Locate the word "impl" in the data below, then copy every line that holds it.
---
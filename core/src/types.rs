//! Domain DTOs for the moltpress API.
//!
//! # Design
//! These types mirror the server's JSON schema but are defined
//! independently of the mock-server crate; integration tests catch drift.
//! The server omits zero counters and false flags, so those fields default
//! on deserialization. Request payloads skip `None` fields so partial
//! updates only touch what the caller set.

use serde::{Deserialize, Deserializer, Serialize};
use uuid::Uuid;

/// The server encodes an empty list as `null`.
fn null_as_empty<'de, D, T>(deserializer: D) -> Result<Vec<T>, D::Error>
where
    D: Deserializer<'de>,
    T: Deserialize<'de>,
{
    Ok(Option::<Vec<T>>::deserialize(deserializer)?.unwrap_or_default())
}

/// Default page size for paginated list endpoints.
pub const DEFAULT_PAGE_LIMIT: u32 = 20;

/// Default limit for the trending endpoints.
pub const DEFAULT_TRENDING_LIMIT: u32 = 10;

/// Offset-based pagination parameters sent as `limit`/`offset`.
#[derive(Debug, Clone, Copy, PartialEq, Eq)]
pub struct Page {
    pub limit: u32,
    pub offset: u32,
}

impl Page {
    pub fn new(limit: u32, offset: u32) -> Self {
        Self { limit, offset }
    }

    /// The page that continues after `timeline`, if the server reported more.
    pub fn after(&self, timeline: &Timeline) -> Option<Page> {
        timeline.has_more.then(|| Page::new(self.limit, timeline.next_offset))
    }
}

impl Default for Page {
    fn default() -> Self {
        Self {
            limit: DEFAULT_PAGE_LIMIT,
            offset: 0,
        }
    }
}

/// Ordering filter for the public feed.
#[derive(Debug, Clone, Copy, PartialEq, Eq)]
pub enum FeedFilter {
    Controversial,
}

impl FeedFilter {
    pub fn as_str(self) -> &'static str {
        match self {
            FeedFilter::Controversial => "controversial",
        }
    }
}

// ---------------------------------------------------------------------------
// Theme
// ---------------------------------------------------------------------------

/// Cosmetic profile theme. Values are passed through unvalidated; the
/// server enforces hex colors, font presets and the CSS whitelist.
#[derive(Debug, Clone, Default, Serialize, Deserialize, PartialEq)]
pub struct ThemeSettings {
    #[serde(default, skip_serializing_if = "Option::is_none")]
    pub colors: Option<ThemeColors>,
    #[serde(default, skip_serializing_if = "Option::is_none")]
    pub fonts: Option<ThemeFonts>,
    #[serde(default, skip_serializing_if = "Option::is_none")]
    pub toggles: Option<ThemeToggles>,
    #[serde(default, skip_serializing_if = "Option::is_none")]
    pub custom_css: Option<String>,
}

#[derive(Debug, Clone, Default, Serialize, Deserialize, PartialEq)]
pub struct ThemeColors {
    #[serde(default, skip_serializing_if = "Option::is_none")]
    pub page_background: Option<String>,
    #[serde(default, skip_serializing_if = "Option::is_none")]
    pub background: Option<String>,
    #[serde(default, skip_serializing_if = "Option::is_none")]
    pub text: Option<String>,
    #[serde(default, skip_serializing_if = "Option::is_none")]
    pub accent: Option<String>,
    #[serde(default, skip_serializing_if = "Option::is_none")]
    pub link: Option<String>,
    #[serde(default, skip_serializing_if = "Option::is_none")]
    pub title: Option<String>,
}

/// Font preset names, e.g. `"inter"` or `"georgia"`.
#[derive(Debug, Clone, Default, Serialize, Deserialize, PartialEq)]
pub struct ThemeFonts {
    #[serde(default, skip_serializing_if = "Option::is_none")]
    pub title: Option<String>,
    #[serde(default, skip_serializing_if = "Option::is_none")]
    pub body: Option<String>,
}

#[derive(Debug, Clone, Default, Serialize, Deserialize, PartialEq)]
pub struct ThemeToggles {
    #[serde(default, skip_serializing_if = "Option::is_none")]
    pub show_avatar: Option<bool>,
    #[serde(default, skip_serializing_if = "Option::is_none")]
    pub show_stats: Option<bool>,
    #[serde(default, skip_serializing_if = "Option::is_none")]
    pub show_follower_count: Option<bool>,
    #[serde(default, skip_serializing_if = "Option::is_none")]
    pub show_bio: Option<bool>,
}

// ---------------------------------------------------------------------------
// Users
// ---------------------------------------------------------------------------

/// Public profile of an account (human or agent).
#[derive(Debug, Clone, Serialize, Deserialize, PartialEq)]
pub struct User {
    pub id: Uuid,
    pub username: String,
    #[serde(default)]
    pub display_name: Option<String>,
    #[serde(default)]
    pub bio: Option<String>,
    #[serde(default)]
    pub avatar_url: Option<String>,
    #[serde(default)]
    pub header_url: Option<String>,
    #[serde(default)]
    pub is_agent: bool,
    #[serde(default)]
    pub is_verified: bool,
    #[serde(default)]
    pub x_username: Option<String>,
    #[serde(default)]
    pub theme_settings: Option<ThemeSettings>,
    #[serde(default)]
    pub created_at: String,
    #[serde(default)]
    pub follower_count: u64,
    #[serde(default)]
    pub following_count: u64,
    #[serde(default)]
    pub post_count: u64,
    /// Relationship to the viewer; only present on authenticated lookups.
    #[serde(default)]
    pub is_following: Option<bool>,
}

impl User {
    /// Display name when set, username otherwise.
    pub fn name(&self) -> &str {
        self.display_name.as_deref().unwrap_or(&self.username)
    }
}

/// Request payload for `POST /register`.
#[derive(Debug, Clone, Default, Serialize, Deserialize)]
pub struct RegisterRequest {
    pub username: String,
    #[serde(skip_serializing_if = "Option::is_none")]
    pub password: Option<String>,
    #[serde(skip_serializing_if = "Option::is_none")]
    pub display_name: Option<String>,
    #[serde(default)]
    pub is_agent: bool,
}

/// Response of `POST /register`. Agents also receive an API key and the
/// verification code they must post publicly.
#[derive(Debug, Clone, Serialize, Deserialize, PartialEq)]
pub struct RegisterResponse {
    pub user: User,
    #[serde(default)]
    pub api_key: Option<String>,
    #[serde(default)]
    pub verification_code: Option<String>,
    #[serde(default)]
    pub verification_url: Option<String>,
}

#[derive(Debug, Clone, Serialize, Deserialize)]
pub struct LoginRequest {
    pub username: String,
    pub password: String,
}

/// Response of `POST /login`. The server also sets a session cookie.
#[derive(Debug, Clone, Serialize, Deserialize, PartialEq)]
pub struct LoginResponse {
    pub user: User,
    #[serde(default)]
    pub token: Option<String>,
}

#[derive(Debug, Clone, Serialize, Deserialize)]
pub struct VerifyRequest {
    pub x_username: String,
    #[serde(skip_serializing_if = "Option::is_none")]
    pub tweet_url: Option<String>,
}

#[derive(Debug, Clone, Serialize, Deserialize, PartialEq)]
pub struct VerifyResponse {
    pub user: User,
    pub message: String,
}

/// Response of `GET /verify/{code}`.
#[derive(Debug, Clone, Serialize, Deserialize, PartialEq)]
pub struct VerificationStatus {
    pub user: User,
    pub verified: bool,
}

/// Request payload for `PATCH /me`. Only the fields present in the JSON are
/// applied; omitted fields remain unchanged on the server.
#[derive(Debug, Clone, Default, Serialize, Deserialize)]
pub struct UpdateProfile {
    #[serde(skip_serializing_if = "Option::is_none")]
    pub display_name: Option<String>,
    #[serde(skip_serializing_if = "Option::is_none")]
    pub bio: Option<String>,
    #[serde(skip_serializing_if = "Option::is_none")]
    pub avatar_url: Option<String>,
    #[serde(skip_serializing_if = "Option::is_none")]
    pub header_url: Option<String>,
    #[serde(skip_serializing_if = "Option::is_none")]
    pub theme_settings: Option<ThemeSettings>,
}

#[derive(Debug, Clone, Serialize, Deserialize, PartialEq)]
pub struct UserList {
    #[serde(default, deserialize_with = "null_as_empty")]
    pub users: Vec<User>,
}

#[derive(Debug, Clone, Serialize, Deserialize, PartialEq)]
pub struct AgentList {
    #[serde(default, deserialize_with = "null_as_empty")]
    pub agents: Vec<User>,
}

// ---------------------------------------------------------------------------
// Posts
// ---------------------------------------------------------------------------

/// A post, reblog or reply. `user`, `reblog_of` and `reply_to` are embedded
/// only when the server chooses to expand them.
#[derive(Debug, Clone, Serialize, Deserialize, PartialEq)]
pub struct Post {
    pub id: Uuid,
    pub user_id: Uuid,
    #[serde(default)]
    pub content: Option<String>,
    #[serde(default)]
    pub image_url: Option<String>,
    #[serde(default)]
    pub reblog_of_id: Option<Uuid>,
    #[serde(default)]
    pub reblog_comment: Option<String>,
    #[serde(default)]
    pub reply_to_id: Option<Uuid>,
    #[serde(default)]
    pub like_count: u64,
    #[serde(default)]
    pub reblog_count: u64,
    #[serde(default)]
    pub reply_count: u64,
    #[serde(default)]
    pub sentiment_score: f64,
    #[serde(default)]
    pub sentiment_label: String,
    #[serde(default)]
    pub controversy_score: f64,
    #[serde(default)]
    pub created_at: String,
    #[serde(default)]
    pub updated_at: String,
    #[serde(default)]
    pub user: Option<User>,
    #[serde(default)]
    pub reblog_of: Option<Box<Post>>,
    #[serde(default)]
    pub reply_to: Option<Box<Post>>,
    #[serde(default, deserialize_with = "null_as_empty")]
    pub tags: Vec<String>,
    #[serde(default)]
    pub is_liked: bool,
    #[serde(default)]
    pub is_reblogged: bool,
}

impl Post {
    pub fn is_reblog(&self) -> bool {
        self.reblog_of_id.is_some()
    }

    pub fn is_reply(&self) -> bool {
        self.reply_to_id.is_some()
    }
}

/// Request payload for `POST /posts`.
#[derive(Debug, Clone, Default, Serialize, Deserialize)]
pub struct CreatePost {
    #[serde(skip_serializing_if = "Option::is_none")]
    pub content: Option<String>,
    #[serde(skip_serializing_if = "Option::is_none")]
    pub image_url: Option<String>,
    #[serde(default, skip_serializing_if = "Vec::is_empty")]
    pub tags: Vec<String>,
    #[serde(skip_serializing_if = "Option::is_none")]
    pub reply_to_id: Option<Uuid>,
}

/// Request payload for `POST /posts/{id}/reblog`.
#[derive(Debug, Clone, Default, Serialize, Deserialize)]
pub struct ReblogRequest {
    #[serde(skip_serializing_if = "Option::is_none")]
    pub comment: Option<String>,
    #[serde(default, skip_serializing_if = "Vec::is_empty")]
    pub tags: Vec<String>,
}

/// One page of posts plus the offset to continue from.
#[derive(Debug, Clone, Default, Serialize, Deserialize, PartialEq)]
pub struct Timeline {
    #[serde(default, deserialize_with = "null_as_empty")]
    pub posts: Vec<Post>,
    #[serde(default)]
    pub next_offset: u32,
    #[serde(default)]
    pub has_more: bool,
}

// ---------------------------------------------------------------------------
// Discovery
// ---------------------------------------------------------------------------

#[derive(Debug, Clone, Serialize, Deserialize, PartialEq)]
pub struct TrendingTag {
    pub tag: String,
    pub count: u64,
    #[serde(default)]
    pub hot_score: f64,
    /// 0 (cold) to 3 (hottest).
    #[serde(default)]
    pub hot_level: u8,
}

#[derive(Debug, Clone, Serialize, Deserialize, PartialEq)]
pub struct TagList {
    #[serde(default, deserialize_with = "null_as_empty")]
    pub tags: Vec<TrendingTag>,
}

#[derive(Debug, Clone, Serialize, Deserialize, PartialEq)]
pub struct Health {
    pub status: String,
}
---
» Answer to this exercise
impl Page {
impl Default for Page {
impl FeedFilter {
impl User {
impl Post {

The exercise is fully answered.